WHAT IS NEEDED:
From the entries below, please output exactly the lines starting at the one containing "configured timeout-check period." and ending at the one containing "pub fn absolute_policy(&self)", both included.

[Entries taken from a collection]

####################

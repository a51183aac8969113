//! Build pipelines.
//!
//! Two ways in, one way out: a project is either scaffolded from an on-disk
//! template ([`template`]) or extracted from an uploaded archive
//! ([`archive`]); both end by locating the produced APK ([`artifacts`]) and
//! publishing it into the shared output directory.
//!
//! Every pipeline works inside a throwaway [`Workspace`] under the configured
//! work root. Cleanup is best-effort and never turns a finished build into a
//! failure.

pub mod archive;
pub mod artifacts;
pub mod scaffold;
pub mod template;

use std::path::{Path, PathBuf};
use std::sync::atomic::AtomicBool;
use std::sync::Arc;

use tracing::{debug, warn};
use uuid::Uuid;

use crate::config::LaneConfig;
use crate::error::LaneResult;
use crate::progress::ProgressSender;
use crate::supervisor::SupervisedCommand;
use crate::timeout::TimeoutPolicy;

/// What kind of project an uploaded archive contains.
#[derive(Debug, Clone, Copy, PartialEq, Eq)]
pub enum ProjectKind {
    Flutter,
    Gradle,
}

impl std::fmt::Display for ProjectKind {
    fn fmt(&self, f: &mut std::fmt::Formatter<'_>) -> std::fmt::Result {
        match self {
            ProjectKind::Flutter => write!(f, "flutter"),
            ProjectKind::Gradle => write!(f, "gradle"),
        }
    }
}

/// Everything a pipeline run needs besides its own inputs.
#[derive(Debug, Clone)]
pub struct BuildContext {
    pub config: LaneConfig,
    pub progress: ProgressSender,
    pub cancel: Arc<AtomicBool>,
}

impl BuildContext {
    pub fn new(config: LaneConfig, progress: ProgressSender, cancel: Arc<AtomicBool>) -> Self {
        Self {
            config,
            progress,
            cancel,
        }
    }

    /// A supervised command wired to this build's cancel flag and the
    /// configured timeout-check period.
    pub fn command(
        &self,
        program: impl Into<String>,
        working_dir: impl Into<PathBuf>,
        policy: TimeoutPolicy,
    ) -> SupervisedCommand {
        SupervisedCommand::new(program, working_dir, policy)
            .with_cancel_flag(Arc::clone(&self.cancel))
            .timeout_check_every(self.config.timeout_check())
    }

    /// Absolute wall-clock policy for compile steps.
    pub fn absolute_policy(&self) -> TimeoutPolicy {
        TimeoutPolicy::AbsoluteFromStart(self.config.absolute_timeout())
    }

    /// Inactivity policy for network-bound steps that legitimately idle
    /// between bursts of output.
    pub fn inactivity_policy(&self) -> TimeoutPolicy {
        TimeoutPolicy::InactivityWindow(self.config.inactivity_timeout())
    }
}

/// A throwaway per-build directory under the work root.
#[derive(Debug)]
pub struct Workspace {
    id: Uuid,
    dir: PathBuf,
}

impl Workspace {
    pub fn create(work_root: &Path) -> LaneResult<Self> {
        let id = Uuid::new_v4();
        let dir = work_root.join(id.simple().to_string());
        std::fs::create_dir_all(&dir)?;
        debug!(dir = %dir.display(), "created build workspace");
        Ok(Self { id, dir })
    }

    pub fn id(&self) -> Uuid {
        self.id
    }

    pub fn path(&self) -> &Path {
        &self.dir
    }
}

/// Best-effort removal of build leftovers when the pipeline returns, on
/// success and failure alike. Errors are logged and swallowed; a build that
/// produced an artifact must not fail because a temp dir would not delete.
#[derive(Debug, Default)]
pub struct CleanupGuard {
    paths: Vec<PathBuf>,
}

impl CleanupGuard {
    pub fn new() -> Self {
        Self::default()
    }

    pub fn add(&mut self, path: impl Into<PathBuf>) {
        self.paths.push(path.into());
    }
}

impl Drop for CleanupGuard {
    fn drop(&mut self) {
        for path in &self.paths {
            let result = if path.is_dir() {
                std::fs::remove_dir_all(path)
            } else if path.exists() {
                std::fs::remove_file(path)
            } else {
                continue;
            };
            if let Err(e) = result {
                warn!(path = %path.display(), "cleanup failed: {e}");
            }
        }
    }
}

/// Pick the build command for a Gradle project root: the project's own
/// wrapper when present (as an absolute path, since the subprocess resolves
/// relative programs against its own environment), otherwise `gradle` from
/// PATH.
pub(crate) fn gradle_command(project_root: &Path) -> String {
    let wrapper = project_root.join("gradlew");
    if wrapper.is_file() {
        let wrapper = wrapper.canonicalize().unwrap_or(wrapper);
        wrapper.to_string_lossy().into_owned()
    } else {
        "gradle".to_string()
    }
}

/// A process-environment override applied to every build-tool invocation:
/// keep Gradle in-process so the force-kill of the group actually stops
/// compilation instead of orphaning a daemon.
pub(crate) fn gradle_env() -> (String, String) {
    (
        "GRADLE_OPTS".to_string(),
        "-Dorg.gradle.daemon=false".to_string(),
    )
}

####################

ANSWER SPACE:
    /// configured timeout-check period.
    pub fn command(
        &self,
        program: impl Into<String>,
        working_dir: impl Into<PathBuf>,
        policy: TimeoutPolicy,
    ) -> SupervisedCommand {
        SupervisedCommand::new(program, working_dir, policy)
            .with_cancel_flag(Arc::clone(&self.cancel))
            .timeout_check_every(self.config.timeout_check())
    }

    /// Absolute wall-clock policy for compile steps.
    pub fn absolute_policy(&self) -> TimeoutPolicy {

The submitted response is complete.